* Work required:
Write out the whole listing, matching it exactly.

[[ Data under study open ]]

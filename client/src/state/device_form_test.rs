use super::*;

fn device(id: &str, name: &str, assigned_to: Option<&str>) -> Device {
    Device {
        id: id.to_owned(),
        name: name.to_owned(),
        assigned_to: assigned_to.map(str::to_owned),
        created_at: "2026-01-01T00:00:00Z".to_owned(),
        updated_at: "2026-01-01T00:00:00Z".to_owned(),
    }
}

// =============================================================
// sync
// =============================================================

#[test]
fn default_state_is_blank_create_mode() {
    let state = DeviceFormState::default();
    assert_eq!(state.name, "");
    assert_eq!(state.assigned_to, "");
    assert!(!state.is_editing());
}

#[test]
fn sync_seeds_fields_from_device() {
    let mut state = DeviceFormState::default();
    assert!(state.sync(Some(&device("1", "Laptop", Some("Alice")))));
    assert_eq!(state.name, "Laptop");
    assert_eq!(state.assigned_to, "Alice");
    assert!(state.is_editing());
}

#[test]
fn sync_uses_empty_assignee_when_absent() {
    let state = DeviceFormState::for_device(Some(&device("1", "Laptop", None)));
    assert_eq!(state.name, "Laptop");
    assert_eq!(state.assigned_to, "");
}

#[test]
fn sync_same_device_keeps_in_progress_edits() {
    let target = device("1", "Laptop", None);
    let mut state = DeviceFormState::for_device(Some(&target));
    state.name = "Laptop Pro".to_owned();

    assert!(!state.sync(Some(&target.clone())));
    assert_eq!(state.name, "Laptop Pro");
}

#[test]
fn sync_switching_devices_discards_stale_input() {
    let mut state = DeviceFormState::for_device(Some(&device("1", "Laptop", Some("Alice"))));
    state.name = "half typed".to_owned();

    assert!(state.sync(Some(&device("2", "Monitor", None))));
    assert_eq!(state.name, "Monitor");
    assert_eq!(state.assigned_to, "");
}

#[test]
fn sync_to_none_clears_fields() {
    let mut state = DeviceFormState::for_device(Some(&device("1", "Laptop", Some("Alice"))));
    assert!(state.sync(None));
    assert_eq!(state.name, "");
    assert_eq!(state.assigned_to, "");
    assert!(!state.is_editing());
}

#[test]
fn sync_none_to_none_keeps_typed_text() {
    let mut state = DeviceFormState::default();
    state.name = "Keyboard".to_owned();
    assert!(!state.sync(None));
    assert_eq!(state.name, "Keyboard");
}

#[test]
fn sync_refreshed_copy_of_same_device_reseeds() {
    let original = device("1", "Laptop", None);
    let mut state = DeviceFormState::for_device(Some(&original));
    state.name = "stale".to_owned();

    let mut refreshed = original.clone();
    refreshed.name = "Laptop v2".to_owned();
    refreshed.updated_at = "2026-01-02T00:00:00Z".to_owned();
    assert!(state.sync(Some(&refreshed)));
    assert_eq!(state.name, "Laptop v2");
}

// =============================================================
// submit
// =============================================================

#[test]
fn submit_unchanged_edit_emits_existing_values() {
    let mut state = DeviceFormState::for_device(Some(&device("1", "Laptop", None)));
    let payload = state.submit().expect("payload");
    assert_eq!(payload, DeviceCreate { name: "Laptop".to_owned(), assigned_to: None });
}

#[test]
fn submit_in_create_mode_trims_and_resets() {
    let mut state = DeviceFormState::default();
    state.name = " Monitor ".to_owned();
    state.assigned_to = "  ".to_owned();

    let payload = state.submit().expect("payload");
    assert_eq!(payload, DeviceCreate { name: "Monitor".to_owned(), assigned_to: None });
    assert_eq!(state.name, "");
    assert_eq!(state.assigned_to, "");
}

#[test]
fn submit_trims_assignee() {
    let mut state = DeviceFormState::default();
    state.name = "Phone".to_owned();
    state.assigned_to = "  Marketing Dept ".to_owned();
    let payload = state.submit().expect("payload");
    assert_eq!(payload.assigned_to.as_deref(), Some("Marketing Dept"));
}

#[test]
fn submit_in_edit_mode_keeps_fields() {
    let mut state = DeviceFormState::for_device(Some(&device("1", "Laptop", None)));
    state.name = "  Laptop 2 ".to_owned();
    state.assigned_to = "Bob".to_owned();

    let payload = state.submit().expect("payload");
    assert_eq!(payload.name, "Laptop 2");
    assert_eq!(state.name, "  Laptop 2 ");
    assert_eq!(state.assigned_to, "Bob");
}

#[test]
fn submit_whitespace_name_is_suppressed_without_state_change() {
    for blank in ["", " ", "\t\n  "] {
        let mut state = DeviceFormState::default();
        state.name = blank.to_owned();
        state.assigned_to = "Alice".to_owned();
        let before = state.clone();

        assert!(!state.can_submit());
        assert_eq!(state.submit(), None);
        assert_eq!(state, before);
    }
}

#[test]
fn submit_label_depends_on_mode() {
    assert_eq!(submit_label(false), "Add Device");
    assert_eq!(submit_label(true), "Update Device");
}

[[ Data under study closed ]]

* Solution to the exercise:
filename client/src/state/device_form_test.rs
use super::*;

fn device(id: &str, name: &str, assigned_to: Option<&str>) -> Device {
    Device {
        id: id.to_owned(),
        name: name.to_owned(),
        assigned_to: assigned_to.map(str::to_owned),
        created_at: "2026-01-01T00:00:00Z".to_owned(),
        updated_at: "2026-01-01T00:00:00Z".to_owned(),
    }
}

// =============================================================
// sync
// =============================================================

#[test]
fn default_state_is_blank_create_mode() {
    let state = DeviceFormState::default();
    assert_eq!(state.name, "");
    assert_eq!(state.assigned_to, "");
    assert!(!state.is_editing());
}

#[test]
fn sync_seeds_fields_from_device() {
    let mut state = DeviceFormState::default();
    assert!(state.sync(Some(&device("1", "Laptop", Some("Alice")))));
    assert_eq!(state.name, "Laptop");
    assert_eq!(state.assigned_to, "Alice");
    assert!(state.is_editing());
}

#[test]
fn sync_uses_empty_assignee_when_absent() {
    let state = DeviceFormState::for_device(Some(&device("1", "Laptop", None)));
    assert_eq!(state.name, "Laptop");
    assert_eq!(state.assigned_to, "");
}

#[test]
fn sync_same_device_keeps_in_progress_edits() {
    let target = device("1", "Laptop", None);
    let mut state = DeviceFormState::for_device(Some(&target));
    state.name = "Laptop Pro".to_owned();

    assert!(!state.sync(Some(&target.clone())));
    assert_eq!(state.name, "Laptop Pro");
}

#[test]
fn sync_switching_devices_discards_stale_input() {
    let mut state = DeviceFormState::for_device(Some(&device("1", "Laptop", Some("Alice"))));
    state.name = "half typed".to_owned();

    assert!(state.sync(Some(&device("2", "Monitor", None))));
    assert_eq!(state.name, "Monitor");
    assert_eq!(state.assigned_to, "");
}

#[test]
fn sync_to_none_clears_fields() {
    let mut state = DeviceFormState::for_device(Some(&device("1", "Laptop", Some("Alice"))));
    assert!(state.sync(None));
    assert_eq!(state.name, "");
    assert_eq!(state.assigned_to, "");
    assert!(!state.is_editing());
}

#[test]
fn sync_none_to_none_keeps_typed_text() {
    let mut state = DeviceFormState::default();
    state.name = "Keyboard".to_owned();
    assert!(!state.sync(None));
    assert_eq!(state.name, "Keyboard");
}

#[test]
fn sync_refreshed_copy_of_same_device_reseeds() {
    let original = device("1", "Laptop", None);
    let mut state = DeviceFormState::for_device(Some(&original));
    state.name = "stale".to_owned();

    let mut refreshed = original.clone();
    refreshed.name = "Laptop v2".to_owned();
    refreshed.updated_at = "2026-01-02T00:00:00Z".to_owned();
    assert!(state.sync(Some(&refreshed)));
    assert_eq!(state.name, "Laptop v2");
}

// =============================================================
// submit
// =============================================================

#[test]
fn submit_unchanged_edit_emits_existing_values() {
    let mut state = DeviceFormState::for_device(Some(&device("1", "Laptop", None)));
    let payload = state.submit().expect("payload");
    assert_eq!(payload, DeviceCreate { name: "Laptop".to_owned(), assigned_to: None });
}

#[test]
fn submit_in_create_mode_trims_and_resets() {
    let mut state = DeviceFormState::default();
    state.name = " Monitor ".to_owned();
    state.assigned_to = "  ".to_owned();

    let payload = state.submit().expect("payload");
    assert_eq!(payload, DeviceCreate { name: "Monitor".to_owned(), assigned_to: None });
    assert_eq!(state.name, "");
    assert_eq!(state.assigned_to, "");
}

#[test]
fn submit_trims_assignee() {
    let mut state = DeviceFormState::default();
    state.name = "Phone".to_owned();
    state.assigned_to = "  Marketing Dept ".to_owned();
    let payload = state.submit().expect("payload");
    assert_eq!(payload.assigned_to.as_deref(), Some("Marketing Dept"));
}

#[test]
fn submit_in_edit_mode_keeps_fields() {
    let mut state = DeviceFormState::for_device(Some(&device("1", "Laptop", None)));
    state.name = "  Laptop 2 ".to_owned();
    state.assigned_to = "Bob".to_owned();

    let payload = state.submit().expect("payload");
    assert_eq!(payload.name, "Laptop 2");
    assert_eq!(state.name, "  Laptop 2 ");
    assert_eq!(state.assigned_to, "Bob");
}

#[test]
fn submit_whitespace_name_is_suppressed_without_state_change() {
    for blank in ["", " ", "\t\n  "] {
        let mut state = DeviceFormState::default();
        state.name = blank.to_owned();
        state.assigned_to = "Alice".to_owned();
        let before = state.clone();

        assert!(!state.can_submit());
        assert_eq!(state.submit(), None);
        assert_eq!(state, before);
    }
}

#[test]
fn submit_label_depends_on_mode() {
    assert_eq!(submit_label(false), "Add Device");
    assert_eq!(submit_label(true), "Update Device");
}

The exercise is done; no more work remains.